[vos-d] datatypes
Peter Amstutz
tetron at interreality.org
Mon Jan 22 10:07:43 EST 2007
Quick technical design question I wanted to throw out for debate:
unsigned types. The current s5 design calls for 8, 16, 32 and 64 bit
signed and unsigned integer types, in addition to single- and
double-precision floats. It recently occurred to me that some important
languages don't have unsigned types (Java being the main one, but also
many dynamically typed languages only have a single "integer" or
"number" type).
Does it make sense to axe unsigned types from the basic core types in
the interests of harmony between languages, or do we want as diverse a
set of basic types as possible and leave it up to the language binding
to deal with it? (Then you have to figure out what the correct behavior
is when you pass in a negative number to an unsigned type...)

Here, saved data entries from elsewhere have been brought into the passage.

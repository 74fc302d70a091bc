//! Hierarchy API and its engine

pub mod engine;
pub mod filter;
pub mod traversal;

pub use engine::{BackfillReport, HierarchyEngine, Violation, ViolationKind};
pub use filter::{filter_by_parent, PresenceFilter};

use crate::error::Result;
use crate::path::NodeId;
use crate::resolver::Order;
use crate::storage::NodeRecord;

/// Main trait for a namespace hierarchy
///
/// Every query takes node ids; unknown ids are reported as
/// [`NodeNotFound`](crate::error::HierarchyError::NodeNotFound).
pub trait HierarchyStore {
    // === NODE OPERATIONS ===

    /// Insert a node under `parent_id` (or as a root)
    fn create_node(&mut self, id: NodeId, parent_id: Option<NodeId>, name: Option<String>) -> Result<NodeRecord>;

    /// Move a node with its whole subtree; returns rewritten path count
    fn reparent(&mut self, id: NodeId, new_parent: Option<NodeId>) -> Result<usize>;

    /// Remove a node; `cascade` removes its subtree as well
    fn delete_node(&mut self, id: NodeId, cascade: bool) -> Result<usize>;

    fn get_node(&self, id: NodeId) -> Result<Option<NodeRecord>>;

    fn node_exists(&self, id: NodeId) -> Result<bool> {
        Ok(self.get_node(id)?.is_some())
    }

    /// Every node matching `filter`, in path order
    fn list_nodes(&self, filter: PresenceFilter) -> Result<Vec<NodeRecord>>;

    // === HIERARCHY QUERIES ===

    fn ancestors(&self, ids: &[NodeId], include_self: bool, upto: &[NodeId], order: Order) -> Result<Vec<NodeRecord>>;

    fn descendants(&self, ids: &[NodeId], include_self: bool) -> Result<Vec<NodeRecord>>;

    fn roots(&self, ids: &[NodeId]) -> Result<Vec<NodeRecord>>;

    fn root_ancestor(&self, id: NodeId) -> Result<NodeRecord>;

    /// Ancestors, self and descendants of one node
    fn hierarchy(&self, id: NodeId) -> Result<Vec<NodeRecord>>;

    fn children(&self, id: NodeId) -> Result<Vec<NodeRecord>>;

    /// Nodes at or below any of `ids`
    fn in_hierarchy(&self, ids: &[NodeId]) -> Result<Vec<NodeRecord>>;

    /// Strict: a node is not its own ancestor
    fn is_ancestor_of(&self, ancestor: NodeId, node: NodeId) -> Result<bool>;

    fn is_descendant_of(&self, node: NodeId, ancestor: NodeId) -> Result<bool> {
        self.is_ancestor_of(ancestor, node)
    }

    // === MAINTENANCE ===

    /// Recompute every path from parent links; `None` uses the configured batch size
    fn backfill_traversal_ids(&mut self, batch_size: Option<usize>) -> Result<BackfillReport>;

    /// Check every stored path against parent links
    fn verify(&self) -> Result<Vec<Violation>>;

    fn flush(&mut self) -> Result<()>;

    // === STATS ===

    fn node_count(&self) -> Result<usize>;
}
//! Ancestor resolution

use std::collections::HashSet;

use super::config::{ancestor_strategy, AncestorStrategy};
use super::{Order, Resolver};
use crate::error::{HierarchyError, Result};
use crate::graph::traversal;
use crate::path::NodeId;
use crate::query::Query;
use crate::storage::{NamespaceStore, NodeRecord};

#[derive(Debug, Clone, Default)]
pub struct AncestorOptions {
    pub include_self: bool,
    /// Stop climbing at these nodes: ids on their own paths are excluded
    pub upto: Vec<NodeRecord>,
    pub order: Order,
    /// Forces a strategy instead of asking the selector
    pub strategy: Option<AncestorStrategy>,
}

impl AncestorOptions {
    pub fn new() -> Self {
        Self::default()
    }

    pub fn include_self(mut self, include: bool) -> Self {
        self.include_self = include;
        self
    }

    pub fn upto(mut self, nodes: Vec<NodeRecord>) -> Self {
        self.upto = nodes;
        self
    }

    pub fn order(mut self, order: Order) -> Self {
        self.order = order;
        self
    }

    pub fn strategy(mut self, strategy: AncestorStrategy) -> Self {
        self.strategy = Some(strategy);
        self
    }
}

impl<'a, S: NamespaceStore + ?Sized> Resolver<'a, S> {
    /// Plan the store runs for `ancestors_of`; `None` for the parent walk
    pub fn ancestors_plan(&self, nodes: &[NodeRecord], options: &AncestorOptions) -> Option<Query> {
        let strategy = options
            .strategy
            .unwrap_or_else(|| ancestor_strategy(self.selector, Self::scope_root(nodes)));
        let paths = || nodes.iter().map(|n| n.traversal_ids.clone()).collect::<Vec<_>>();

        match strategy {
            AncestorStrategy::InnerJoin => Some(Query::UnnestJoin {
                paths: paths(),
                include_self: options.include_self,
                exclude: upto_ids_from_paths(&options.upto),
            }),
            AncestorStrategy::PerRowUnnest => Some(Query::UnnestPerRow {
                paths: paths(),
                include_self: options.include_self,
                exclude: upto_ids_from_paths(&options.upto),
            }),
            AncestorStrategy::RecursiveWalk => None,
        }
    }

    /// Ancestors of every node in `nodes`, each returned once
    pub fn ancestors_of(&self, nodes: &[NodeRecord], options: &AncestorOptions) -> Result<Vec<NodeRecord>> {
        if nodes.is_empty() {
            return Ok(Vec::new());
        }

        let plan = self.ancestors_plan(nodes, options);
        tracing::debug!(
            plan = plan.as_ref().map_or("parent_walk", Query::kind),
            inputs = nodes.len(),
            "resolving ancestors"
        );

        let mut result = match plan {
            Some(plan) => self.store.execute(&plan)?,
            None => self.ancestors_by_walk(nodes, options)?,
        };

        options.order.sort(&mut result);
        Ok(result)
    }

    pub fn ancestor_ids_of(&self, nodes: &[NodeRecord], options: &AncestorOptions) -> Result<Vec<NodeId>> {
        Ok(self.ancestors_of(nodes, options)?.into_iter().map(|n| n.id).collect())
    }

    fn parent_of(&self, id: NodeId) -> Result<Option<NodeId>> {
        self.store
            .get(id)?
            .map(|n| n.parent_id)
            .ok_or(HierarchyError::NodeNotFound(id))
    }

    fn ancestors_by_walk(&self, nodes: &[NodeRecord], options: &AncestorOptions) -> Result<Vec<NodeRecord>> {
        let mut exclude = HashSet::new();
        for node in &options.upto {
            exclude.extend(traversal::walk_up(node.id, |id| self.parent_of(id))?);
        }

        let mut seen = HashSet::new();
        let mut ids = Vec::new();
        for node in nodes {
            let chain = traversal::walk_up(node.id, |id| self.parent_of(id))?;
            let skip = if options.include_self { 0 } else { 1 };
            for id in chain.into_iter().skip(skip) {
                if !exclude.contains(&id) && seen.insert(id) {
                    ids.push(id);
                }
            }
        }

        self.store.get_many(&ids)
    }
}

fn upto_ids_from_paths(upto: &[NodeRecord]) -> Vec<NodeId> {
    let mut seen = HashSet::new();
    upto.iter()
        .flat_map(|n| n.traversal_ids.as_slice().iter().copied())
        .filter(|id| seen.insert(*id))
        .collect()
}

#[cfg(test)]
mod tests {
    use super::super::fixtures::*;
    use super::super::ResolverConfig;
    use super::*;

    const STRATEGIES: [AncestorStrategy; 3] = [
        AncestorStrategy::InnerJoin,
        AncestorStrategy::PerRowUnnest,
        AncestorStrategy::RecursiveWalk,
    ];

    #[test]
    fn test_ancestors_ordered_by_depth() {
        // root(1) -> child(2) -> grandchild(3)
        let store = forest();
        let config = ResolverConfig::default();
        let resolver = Resolver::new(&store, &config);
        let grandchild = nodes(&store, &[3]);

        let asc = resolver
            .ancestors_of(&grandchild, &AncestorOptions::new().order(Order::Asc))
            .unwrap();
        assert_eq!(ids(&asc), vec![1, 2]);
        assert_eq!(asc[0].depth(), 1);
        assert_eq!(asc[1].depth(), 2);

        let desc = resolver
            .ancestors_of(&grandchild, &AncestorOptions::new().include_self(true).order(Order::Desc))
            .unwrap();
        assert_eq!(ids(&desc), vec![3, 2, 1]);
    }

    #[test]
    fn test_strategies_agree() {
        let store = forest();
        let config = ResolverConfig::default();
        let resolver = Resolver::new(&store, &config);

        let inputs: &[&[NodeId]] = &[&[7], &[7, 5], &[3, 2], &[11, 4], &[12], &[1]];
        for input in inputs {
            let input = nodes(&store, input);
            for include_self in [true, false] {
                let expected = resolver
                    .ancestor_ids_of(
                        &input,
                        &AncestorOptions::new()
                            .include_self(include_self)
                            .strategy(AncestorStrategy::RecursiveWalk),
                    )
                    .unwrap();
                for strategy in STRATEGIES {
                    let options = AncestorOptions::new().include_self(include_self).strategy(strategy);
                    let actual = resolver.ancestor_ids_of(&input, &options).unwrap();
                    assert_eq!(actual, expected, "{:?} include_self={}", strategy, include_self);
                }
            }
        }
    }

    #[test]
    fn test_shared_ancestors_returned_once() {
        let store = forest();
        let config = ResolverConfig::default();
        let resolver = Resolver::new(&store, &config);

        for strategy in STRATEGIES {
            let result = resolver
                .ancestors_of(&nodes(&store, &[7, 5, 4]), &AncestorOptions::new().strategy(strategy))
                .unwrap();
            // 3 is an ancestor of 7 even though it is not in the input
            assert_eq!(ids(&result), vec![1, 2, 3], "{:?}", strategy);
        }
    }

    #[test]
    fn test_upto_stops_at_chain() {
        let store = forest();
        let config = ResolverConfig::default();
        let resolver = Resolver::new(&store, &config);
        let upto = nodes(&store, &[2]);

        for strategy in STRATEGIES {
            let options = AncestorOptions::new().upto(upto.clone()).strategy(strategy);
            let result = resolver.ancestor_ids_of(&nodes(&store, &[7]), &options).unwrap();
            assert_eq!(result, vec![3], "{:?}", strategy);
        }
    }

    #[test]
    fn test_root_has_no_ancestors() {
        let store = forest();
        let config = ResolverConfig::default();
        let resolver = Resolver::new(&store, &config);

        for strategy in STRATEGIES {
            let options = AncestorOptions::new().strategy(strategy);
            assert!(resolver.ancestors_of(&nodes(&store, &[12]), &options).unwrap().is_empty());
        }
    }

    #[test]
    fn test_empty_input() {
        let store = forest();
        let config = ResolverConfig::default();
        let resolver = Resolver::new(&store, &config);
        assert!(resolver.ancestors_of(&[], &AncestorOptions::new()).unwrap().is_empty());
    }

    #[test]
    fn test_selector_picks_walk_when_paths_disabled() {
        let store = forest();
        let config = ResolverConfig::without_paths();
        let resolver = Resolver::new(&store, &config);
        let result = resolver
            .ancestor_ids_of(&nodes(&store, &[7]), &AncestorOptions::new())
            .unwrap();
        assert_eq!(result, vec![1, 2, 3]);
    }
}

The reason I bring this up is that I was reading about issues people
have with with CORBA mappings, and one of the things that came up was
the fact that there was this impedence mismatch between the CORBA data
model (which had unsigned types) and languages that didn't have unsigned
types.
The main advantage of unsigned types is not so much that the extra bit
lets you store a bigger value, but that it is unambigious when you are
storing values like list sizes or an indexes into a list. Also uint8 is
useful for storing blobs where it's not clear that the values are
signed, unsigned or what, and so should just be passed through
unmodified.
Comments? (I'm looking at your Lalo, Kao :-)
--
[ Peter Amstutz ][ tetron at interreality.org ][ peter.amstutz at gdit.com ]
[Lead Programmer][Interreality Project][Virtual Reality for the Internet]
[ VOS: Next Generation Internet Communication][ http://interreality.org ]
[ http://interreality.org/~tetron ][ pgpkey: pgpkeys.mit.edu 18C21DF7 ]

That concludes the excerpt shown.